What you are asked to do :: Copy the entries exactly, through the "with caller-quoted literals." line.

Provided records ::
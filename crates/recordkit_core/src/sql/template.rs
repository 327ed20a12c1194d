//! Positional placeholder substitution.
//!
//! # Responsibility
//! - Locate quoted literals in a statement with a single pre-pass.
//! - Replace applicable `?` markers with caller-quoted literals.
//!
//! # Invariants
//! - Quoted spans are computed over the whole statement before any
//!   substitution and never overlap.
//! - Arguments are consumed left to right; surplus arguments are ignored.
//! - Characters outside replaced placeholders are preserved verbatim.

use crate::model::literal::{Args, Literal};
use std::error::Error;
use std::fmt::{Display, Formatter};

const PLACEHOLDER: u8 = b'?';
const ESCAPE: u8 = b'\\';
const QUOTE_DELIMITERS: [u8; 3] = [b'\'', b'"', b'`'];

/// Template rejection raised by checked rendering.
#[derive(Debug, Clone, Copy, PartialEq, Eq)]
pub enum TemplateError {
    /// More applicable placeholders than supplied arguments.
    ArgumentCount { placeholders: usize, supplied: usize },
}

impl Display for TemplateError {
    fn fmt(&self, f: &mut Formatter<'_>) -> std::fmt::Result {
        match self {
            Self::ArgumentCount {
                placeholders,
                supplied,
            } => write!(
                f,
                "statement has {placeholders} placeholder(s) but only {supplied} argument(s) were supplied"
            ),
        }
    }
}

impl Error for TemplateError {}

/// How a quoted literal escapes its own delimiter.
///
/// A doubled delimiter is literal content under every rule.
#[derive(Debug, Clone, Copy, Default, PartialEq, Eq)]
pub enum Escapes {
    /// `\` also escapes the next character (MySQL).
    #[default]
    Backslash,
    /// `\` is ordinary content (SQLite, standard SQL).
    DoubledOnly,
}

/// Half-open byte range `[start, end)` of a quoted literal, delimiters included.
#[derive(Debug, Clone, Copy, PartialEq, Eq)]
pub struct QuotedSpan {
    pub start: usize,
    pub end: usize,
}

impl QuotedSpan {
    pub fn contains(&self, offset: usize) -> bool {
        self.start <= offset && offset < self.end
    }
}

/// A parsed statement ready to be rendered against argument lists.
///
/// Parsing is done once; the same template can be rendered repeatedly.
#[derive(Debug, Clone)]
pub struct StatementTemplate<'sql> {
    sql: &'sql str,
    escapes: Escapes,
    spans: Vec<QuotedSpan>,
    placeholders: Vec<usize>,
}

impl<'sql> StatementTemplate<'sql> {
    /// Scans `sql` for quoted spans, then for applicable placeholders.
    ///
    /// Backslash escapes are honoured; see [`StatementTemplate::parse_with`].
    pub fn parse(sql: &'sql str) -> Self {
        Self::parse_with(sql, Escapes::default())
    }

    /// Like [`StatementTemplate::parse`], with an explicit escape rule.
    pub fn parse_with(sql: &'sql str, escapes: Escapes) -> Self {
        let spans = scan_quoted_spans(sql, escapes);
        let placeholders = applicable_placeholders(sql, &spans);
        Self {
            sql,
            escapes,
            spans,
            placeholders,
        }
    }

    pub fn sql(&self) -> &'sql str {
        self.sql
    }

    pub fn escapes(&self) -> Escapes {
        self.escapes
    }

    pub fn quoted_spans(&self) -> &[QuotedSpan] {
        &self.spans
    }

    /// Byte offsets of the `?` markers outside quoted spans, in source order.
    pub fn placeholder_offsets(&self) -> &[usize] {
        &self.placeholders
    }

    pub fn placeholder_count(&self) -> usize {
        self.placeholders.len()
    }

    /// Renders with lenient semantics: a placeholder with no remaining
    /// argument is emitted verbatim.
    pub fn render<F>(&self, args: &[Literal], mut quote: F) -> String
    where
        F: FnMut(&Literal) -> String,
    {
        let mut rendered = String::with_capacity(self.sql.len());
        let mut copied_up_to = 0;

        for (&offset, arg) in self.placeholders.iter().zip(args) {
            rendered.push_str(&self.sql[copied_up_to..offset]);
            rendered.push_str(&quote(arg));
            copied_up_to = offset + 1;
        }

        rendered.push_str(&self.sql[copied_up_to..]);
        rendered
    }

    /// Renders like [`StatementTemplate::render`] but rejects a statement
    /// whose placeholders outnumber `args`.
    pub fn render_checked<F>(&self, args: &[Literal], quote: F) -> Result<String, TemplateError>
    where
        F: FnMut(&Literal) -> String,
    {
        if self.placeholders.len() > args.len() {
            return Err(TemplateError::ArgumentCount {
                placeholders: self.placeholders.len(),
                supplied: args.len(),
            });
        }
        Ok(self.render(args, quote))
    }
}

/// Parses and renders `sql` in one call (lenient).
pub fn render<A, F>(sql: &str, args: A, quote: F) -> String
where
    A: Into<Args>,
    F: FnMut(&Literal) -> String,
{
    StatementTemplate::parse(sql).render(&args.into(), quote)
}

/// Parses and renders `sql` in one call, rejecting missing arguments.
pub fn render_checked<A, F>(sql: &str, args: A, quote: F) -> Result<String, TemplateError>
where
    A: Into<Args>,
    F: FnMut(&Literal) -> String,
{
    StatementTemplate::parse(sql).render_checked(&args.into(), quote)
}

fn scan_quoted_spans(sql: &str, escapes: Escapes) -> Vec<QuotedSpan> {
    // Byte scanning is UTF-8 safe here: every byte compared is ASCII and never
    // appears inside a multi-byte sequence.
    let bytes = sql.as_bytes();
    let mut spans = Vec::new();
    let mut index = 0;

    while index < bytes.len() {
        let delimiter = bytes[index];
        if !QUOTE_DELIMITERS.contains(&delimiter) {
            index += 1;
            continue;
        }

        let start = index;
        let mut end = bytes.len();
        index += 1;
        while index < bytes.len() {
            match bytes[index] {
                ESCAPE if escapes == Escapes::Backslash => index += 2,
                byte if byte == delimiter => {
                    if bytes.get(index + 1) == Some(&delimiter) {
                        index += 2;
                    } else {
                        end = index + 1;
                        break;
                    }
                }
                _ => index += 1,
            }
        }

        // Unterminated literals run to the end of the statement.
        spans.push(QuotedSpan { start, end });
        index = end;
    }

    spans
}

fn applicable_placeholders(sql: &str, spans: &[QuotedSpan]) -> Vec<usize> {
    let mut spans = spans.iter().peekable();
    let mut offsets = Vec::new();

    for (offset, byte) in sql.bytes().enumerate() {
        if byte != PLACEHOLDER {
            continue;
        }
        while spans.next_if(|span| span.end <= offset).is_some() {}
        if spans.peek().is_some_and(|span| span.contains(offset)) {
            continue;
        }
        offsets.push(offset);
    }

    offsets
}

Completed exercise ::
filename crates/recordkit_core/src/sql/template.rs
repository 327ed20a12c1194d
//! Positional placeholder substitution.
//!
//! # Responsibility
//! - Locate quoted literals in a statement with a single pre-pass.
//! - Replace applicable `?` markers with caller-quoted literals.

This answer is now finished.